What the exercise asks
Extract, from the records beneath this instruction, each line that contains the word "confirmation".

Given data
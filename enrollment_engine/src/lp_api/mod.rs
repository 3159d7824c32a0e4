//! # Enrollment engine public API
//!
//! The `lp_api` module exposes the programmatic API of the enrollment engine. Each API is created by supplying the
//! backends it needs, so callers pick only what they use.
//!
//! * [`checkout_api`] opens orders with the payment gateway and persists them. It also runs the unpaid-order expiry
//!   sweep.
//! * [`enrollment_flow_api`] is the reconciler. It turns payment evidence (from the client or from a webhook) into a
//!   paid order and an enrollment, exactly once.
//! * [`enrollments_api`] answers questions about a user's enrollments.
//!
//! ```rust,ignore
//! use enrollment_engine::{EnrollmentFlowApi, SqliteDatabase};
//! let db = SqliteDatabase::new_with_url(...).await?;
//! let api = EnrollmentFlowApi::new(db, verifiers, producers);
//! let outcome = api.reconcile(UnverifiedPayment::Checkout(confirmation)).await?;
//! ```
pub mod checkout_api;
pub mod enrollment_flow_api;
pub mod enrollments_api;
pub mod errors;
pub mod payment_objects;
//! Best-effort enrollment confirmation emails.
//!
//! Nothing in here can fail an enrollment. The notifier runs off the request path (as an `EnrollmentCreatedEvent`
//! hook) and every error it meets is logged and dropped.
mod enrollment_notifier;
mod mail;

pub use enrollment_notifier::{EnrollmentNotifier, NotifierError};
pub use mail::{AnyMailer, HttpMailer, LogMailer, MailError, MailSender};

Task result
//! let outcome = api.reconcile(UnverifiedPayment::Checkout(confirmation)).await?;
//! Best-effort enrollment confirmation emails.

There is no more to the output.